##### Exercise input

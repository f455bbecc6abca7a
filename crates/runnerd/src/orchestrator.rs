//! Drives one job from fork to callback.
//!
//! The orchestrator is the only writer of a [`Job`]. Remote failures are
//! recorded on the job (status `Failed` plus `error`) instead of being
//! returned; the `Err` side is reserved for calls that are invalid for the
//! job's current status.

use std::sync::Arc;

use chrono::Utc;
use tracing::{error, info, warn};

use runner_core::config::{RunnerConfig, RunnerSecrets};
use runner_core::state::JobStatus;
use runner_core::types::{Job, JobId, RepoSlug, RepoSlugError, WorkflowReport};
use runner_github::{
    DispatchInputs, ForkManager, ForkSettings, GitHubApi, GitHubClient, GitHubError,
    PullRequestReconciler, WorkflowDispatcher, WorkflowSettings,
};
use runner_notify::{payload_for_job, CallbackNotifier, CallbackSigner, DeliveryOutcome, RetryPolicy};

use crate::state_machine::{
    cancel_job, complete_job, fail_job, transition_job, StateMachineError,
};

const PR_TITLE_PREFIX: &str = "bot: ";
const PR_TITLE_PROMPT_CHARS: usize = 60;

#[derive(Debug, thiserror::Error)]
pub enum OrchestratorError {
    #[error(transparent)]
    StateMachine(#[from] StateMachineError),
    #[error(transparent)]
    InvalidRepo(#[from] RepoSlugError),
}

/// `bot: <first 60 characters of the prompt>`, on one line.
pub fn pr_title(prompt: &str) -> String {
    let first_line = prompt.trim().lines().next().unwrap_or_default();
    let summary: String = first_line.chars().take(PR_TITLE_PROMPT_CHARS).collect();
    format!("{PR_TITLE_PREFIX}{}", summary.trim_end())
}

pub fn pr_body(job_id: &JobId, prompt: &str) -> String {
    let quoted = prompt
        .trim()
        .lines()
        .map(|line| {
            if line.is_empty() {
                ">".to_string()
            } else {
                format!("> {line}")
            }
        })
        .collect::<Vec<_>>()
        .join("\n");
    format!("Automated change for job `{job_id}`.\n\nPrompt:\n\n{quoted}\n")
}

pub struct JobOrchestrator {
    forks: ForkManager,
    dispatcher: WorkflowDispatcher,
    pulls: PullRequestReconciler,
    notifier: CallbackNotifier,
    client: Option<Arc<GitHubClient>>,
}

impl JobOrchestrator {
    pub fn new(
        forks: ForkManager,
        dispatcher: WorkflowDispatcher,
        pulls: PullRequestReconciler,
        notifier: CallbackNotifier,
    ) -> Self {
        Self {
            forks,
            dispatcher,
            pulls,
            notifier,
            client: None,
        }
    }

    /// Wire every component from configuration against one shared API
    /// handle. Each component gets its timeouts and retry limits here rather
    /// than from process-wide defaults.
    pub fn with_api(
        api: Arc<dyn GitHubApi>,
        config: &RunnerConfig,
        webhook_secret: Option<String>,
    ) -> Self {
        let forks = ForkManager::new(
            api.clone(),
            ForkSettings {
                bot_username: config.github.bot_username.clone(),
                ready_timeout: config.fork.ready_timeout(),
                poll_interval: config.fork.poll_interval(),
            },
        );
        let dispatcher = WorkflowDispatcher::new(
            api.clone(),
            WorkflowSettings {
                runner_repo: config.github.runner_repo.clone(),
                workflow_file: config.github.workflow_file.clone(),
                workflow_ref: config.github.workflow_ref.clone(),
            },
        );
        let pulls = PullRequestReconciler::new(api);
        let notifier = CallbackNotifier::new(
            CallbackSigner::new(webhook_secret).allow_insecure(config.callback.allow_insecure),
            RetryPolicy {
                timeout: config.callback.timeout(),
                max_attempts: config.callback.max_attempts,
                backoff: config.callback.backoff(),
            },
        );
        Self::new(forks, dispatcher, pulls, notifier)
    }

    /// Like [`JobOrchestrator::with_api`] over a [`GitHubClient`] the
    /// orchestrator owns; [`JobOrchestrator::close`] releases its pool.
    pub fn from_config(config: &RunnerConfig, secrets: &RunnerSecrets) -> Self {
        let client = Arc::new(
            GitHubClient::with_base_url(
                config.github.api_base.as_str(),
                secrets.bot_token.as_str(),
                config.github.request_timeout(),
            )
            .with_api_version(config.github.api_version.as_str()),
        );
        let mut orchestrator =
            Self::with_api(client.clone(), config, secrets.webhook_secret.clone());
        orchestrator.client = Some(client);
        orchestrator
    }

    /// Whether callbacks carry an `X-Signature-256` header.
    pub fn signs_callbacks(&self) -> bool {
        self.notifier.signer().has_secret()
    }

    /// Release the owned API connection pool. A no-op for orchestrators
    /// built with [`JobOrchestrator::with_api`], whose caller owns the handle.
    pub fn close(&self) {
        if let Some(client) = &self.client {
            client.close();
        }
    }

    /// Create a `Pending` job. The upstream identifier is checked up front so
    /// a malformed one never reaches the remote API.
    pub fn new_job(
        &self,
        upstream_repo: &str,
        prompt: &str,
        callback_url: Option<String>,
    ) -> Result<Job, OrchestratorError> {
        let upstream = RepoSlug::parse(upstream_repo)?;
        let job = Job::new(JobId::generate(), upstream.to_string(), prompt, callback_url);
        info!(job_id = %job.job_id, upstream_repo = %upstream, "job created");
        Ok(job)
    }

    /// Fork, then dispatch. Leaves the job `Triggered` on success or
    /// `Failed` (with a failure callback) on the first error.
    pub async fn start(&self, job: &mut Job) -> Result<(), OrchestratorError> {
        transition_job(job, JobStatus::Forking, Utc::now())?;
        info!(job_id = %job.job_id, upstream_repo = %job.upstream_repo, "forking upstream");

        let fork = match self.forks.create_or_get_fork(&job.upstream_repo).await {
            Ok(fork) => fork,
            Err(err) => return self.fail_remote(job, "fork failed", err).await,
        };
        job.fork_repo = Some(fork.to_string());
        transition_job(job, JobStatus::ForkReady, Utc::now())?;

        let inputs = DispatchInputs {
            fork_repo: fork.to_string(),
            upstream_repo: job.upstream_repo.clone(),
            prompt: job.prompt.clone(),
            job_id: job.job_id.to_string(),
            callback_url: job.callback_url.clone(),
        };
        if let Err(err) = self.dispatcher.dispatch(&inputs).await {
            return self.fail_remote(job, "workflow dispatch failed", err).await;
        }

        transition_job(job, JobStatus::Triggered, Utc::now())?;
        info!(job_id = %job.job_id, fork_repo = %fork, "workflow triggered");
        Ok(())
    }

    /// Record that the remote workflow picked the job up.
    pub fn mark_running(
        &self,
        job: &mut Job,
        workflow_run_id: Option<u64>,
    ) -> Result<(), OrchestratorError> {
        transition_job(job, JobStatus::Running, Utc::now())?;
        if workflow_run_id.is_some() {
            job.workflow_run_id = workflow_run_id;
        }
        info!(job_id = %job.job_id, workflow_run_id = ?job.workflow_run_id, "workflow running");
        Ok(())
    }

    /// Apply the workflow's final report: open (or find) the pull request when
    /// there are changes, then settle the job and send its callback.
    ///
    /// A `Triggered` job whose running report was never observed is moved
    /// through `Running` first.
    pub async fn finish(
        &self,
        job: &mut Job,
        report: WorkflowReport,
    ) -> Result<(), OrchestratorError> {
        if job.status == JobStatus::Triggered {
            transition_job(job, JobStatus::Running, Utc::now())?;
        }
        if job.status != JobStatus::Running {
            return Err(StateMachineError::InvalidTransition {
                from: job.status,
                to: JobStatus::Completed,
            }
            .into());
        }

        match report {
            WorkflowReport::Failed { error } => self.fail(job, error).await,
            WorkflowReport::Succeeded {
                branch,
                has_changes,
            } => {
                job.branch = Some(branch.clone());
                if !has_changes {
                    info!(job_id = %job.job_id, %branch, "no changes; completing without a pull request");
                    return self.complete(job, None).await;
                }
                let Some(fork_repo) = job.fork_repo.clone() else {
                    return self.fail(job, "job has no fork repository").await;
                };

                let title = pr_title(&job.prompt);
                let body = pr_body(&job.job_id, &job.prompt);
                match self
                    .pulls
                    .create_pr(&job.upstream_repo, &fork_repo, &branch, &title, &body)
                    .await
                {
                    Ok(pr_url) => self.complete(job, Some(pr_url)).await,
                    Err(err) => self.fail_remote(job, "pull request failed", err).await,
                }
            }
        }
    }

    /// Cancel a job that has not finished. No callback is sent.
    pub fn cancel(&self, job: &mut Job) -> Result<(), OrchestratorError> {
        cancel_job(job, Utc::now())?;
        warn!(job_id = %job.job_id, "job cancelled");
        Ok(())
    }

    async fn complete(
        &self,
        job: &mut Job,
        pr_url: Option<String>,
    ) -> Result<(), OrchestratorError> {
        complete_job(job, pr_url, Utc::now())?;
        info!(job_id = %job.job_id, pr_url = job.pr_url.as_deref().unwrap_or(""), "job completed");
        self.notify(job).await;
        Ok(())
    }

    async fn fail(&self, job: &mut Job, reason: impl Into<String>) -> Result<(), OrchestratorError> {
        fail_job(job, reason, Utc::now())?;
        error!(job_id = %job.job_id, error = job.error.as_deref().unwrap_or(""), "job failed");
        self.notify(job).await;
        Ok(())
    }

    async fn fail_remote(
        &self,
        job: &mut Job,
        step: &str,
        err: GitHubError,
    ) -> Result<(), OrchestratorError> {
        warn!(
            job_id = %job.job_id,
            step,
            status = ?err.status(),
            transient = err.is_transient(),
            "GitHub API call failed"
        );
        self.fail(job, format!("{step}: {err}")).await
    }

    /// One delivery sequence per terminal job. The outcome is logged and
    /// never changes the job.
    async fn notify(&self, job: &Job) -> DeliveryOutcome {
        let Some(payload) = payload_for_job(job) else {
            return DeliveryOutcome::Skipped;
        };
        let url = job.callback_url.as_deref().unwrap_or_default();
        let outcome = self.notifier.send_callback(url, &payload).await;
        if let DeliveryOutcome::Failed { attempts, last_error } = &outcome {
            warn!(job_id = %job.job_id, attempts, error = %last_error, "callback not delivered");
        }
        outcome
    }
}
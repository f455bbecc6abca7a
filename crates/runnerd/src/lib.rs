pub mod job_file;
pub mod logging;
pub mod orchestrator;
pub mod state_machine;

pub use job_file::*;
pub use logging::*;
pub use orchestrator::*;
pub use state_machine::*;
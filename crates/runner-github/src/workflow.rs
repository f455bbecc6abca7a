use std::sync::Arc;

use serde::Serialize;
use serde_json::json;
use tracing::info;

use crate::client::GitHubApi;
use crate::error::GitHubError;

/// Where the agent workflow lives.
#[derive(Debug, Clone, PartialEq, Eq)]
pub struct WorkflowSettings {
    pub runner_repo: String,
    pub workflow_file: String,
    pub workflow_ref: String,
}

impl WorkflowSettings {
    pub fn new(runner_repo: impl Into<String>) -> Self {
        Self {
            runner_repo: runner_repo.into(),
            workflow_file: "run.yml".to_string(),
            workflow_ref: "main".to_string(),
        }
    }
}

/// Inputs handed to the workflow, passed through unchanged.
#[derive(Debug, Clone, PartialEq, Eq, Serialize)]
pub struct DispatchInputs {
    pub fork_repo: String,
    pub upstream_repo: String,
    pub prompt: String,
    pub job_id: String,
    /// Sent as `""` when absent; workflow inputs are strings.
    #[serde(serialize_with = "empty_if_none")]
    pub callback_url: Option<String>,
}

fn empty_if_none<S: serde::Serializer>(
    value: &Option<String>,
    serializer: S,
) -> Result<S::Ok, S::Error> {
    serializer.serialize_str(value.as_deref().unwrap_or(""))
}

pub struct WorkflowDispatcher {
    api: Arc<dyn GitHubApi>,
    settings: WorkflowSettings,
}

impl WorkflowDispatcher {
    pub fn new(api: Arc<dyn GitHubApi>, settings: WorkflowSettings) -> Self {
        Self { api, settings }
    }

    pub fn dispatch_path(&self) -> String {
        format!(
            "/repos/{}/actions/workflows/{}/dispatches",
            self.settings.runner_repo, self.settings.workflow_file
        )
    }

    /// Fire one workflow run.
    ///
    /// Anything but `204 No Content` is an error, and nothing is retried:
    /// a repeated dispatch could start the workflow twice.
    pub async fn dispatch(&self, inputs: &DispatchInputs) -> Result<(), GitHubError> {
        let body = json!({
            "ref": self.settings.workflow_ref,
            "inputs": inputs,
        });
        let response = self.api.post(&self.dispatch_path(), &body).await?;
        if response.status != 204 {
            return Err(GitHubError::from_response(
                format!("dispatch workflow {}", self.settings.workflow_file),
                &response,
            ));
        }

        info!(
            job_id = %inputs.job_id,
            runner_repo = %self.settings.runner_repo,
            workflow = %self.settings.workflow_file,
            "workflow dispatched"
        );
        Ok(())
    }
}
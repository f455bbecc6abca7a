//! Process-wide tracing setup.

use tracing_subscriber::layer::SubscriberExt;
use tracing_subscriber::util::SubscriberInitExt;
use tracing_subscriber::EnvFilter;

pub const DEFAULT_LOG_FILTER: &str = "info";

/// `RUST_LOG` wins over `fallback`; an unparsable fallback degrades to
/// [`DEFAULT_LOG_FILTER`].
pub fn env_filter(fallback: &str) -> EnvFilter {
    EnvFilter::try_from_default_env()
        .or_else(|_| EnvFilter::try_new(fallback))
        .unwrap_or_else(|_| EnvFilter::new(DEFAULT_LOG_FILTER))
}

/// Install the subscriber. Logs go to stderr so stdout stays machine-readable.
/// A second call is a no-op.
pub fn init_logging(fallback: &str) {
    let _ = tracing_subscriber::registry()
        .with(env_filter(fallback))
        .with(
            tracing_subscriber::fmt::layer()
                .with_target(false)
                .with_writer(std::io::stderr),
        )
        .try_init();
}
/// Why a single delivery attempt failed. Internal to the retry loop; callers
/// of the notifier only ever see a [`crate::DeliveryOutcome`].
#[derive(Debug, thiserror::Error)]
pub enum NotifyError {
    #[error("callback attempt failed, will retry: {message}")]
    Transient { message: String },
    #[error("callback failed permanently: {message}")]
    Permanent { message: String },
}

impl NotifyError {
    pub fn is_retryable(&self) -> bool {
        matches!(self, NotifyError::Transient { .. })
    }

    /// 429 and 5xx are worth another attempt; any other 4xx is final.
    pub fn from_status(status: u16, body_snippet: &str) -> Self {
        let message = if body_snippet.is_empty() {
            format!("status {status}")
        } else {
            format!("status {status}: {body_snippet}")
        };
        if status == 429 || status >= 500 {
            NotifyError::Transient { message }
        } else {
            NotifyError::Permanent { message }
        }
    }

    /// Connect, timeout and body errors are transient; a request that could
    /// not even be built (bad URL, bad header) will never succeed.
    pub fn from_transport(err: &reqwest::Error) -> Self {
        let message = err.to_string();
        if err.is_builder() {
            NotifyError::Permanent { message }
        } else {
            NotifyError::Transient { message }
        }
    }
}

##########

- _Problem to work on_
In the material above, please find every line that includes the word "message" and copy it.

- _Response box_
    #[error("callback attempt failed, will retry: {message}")]
    Transient { message: String },
    #[error("callback failed permanently: {message}")]
    Permanent { message: String },
        let message = if body_snippet.is_empty() {
            NotifyError::Transient { message }
            NotifyError::Permanent { message }
        let message = err.to_string();
            NotifyError::Permanent { message }
            NotifyError::Transient { message }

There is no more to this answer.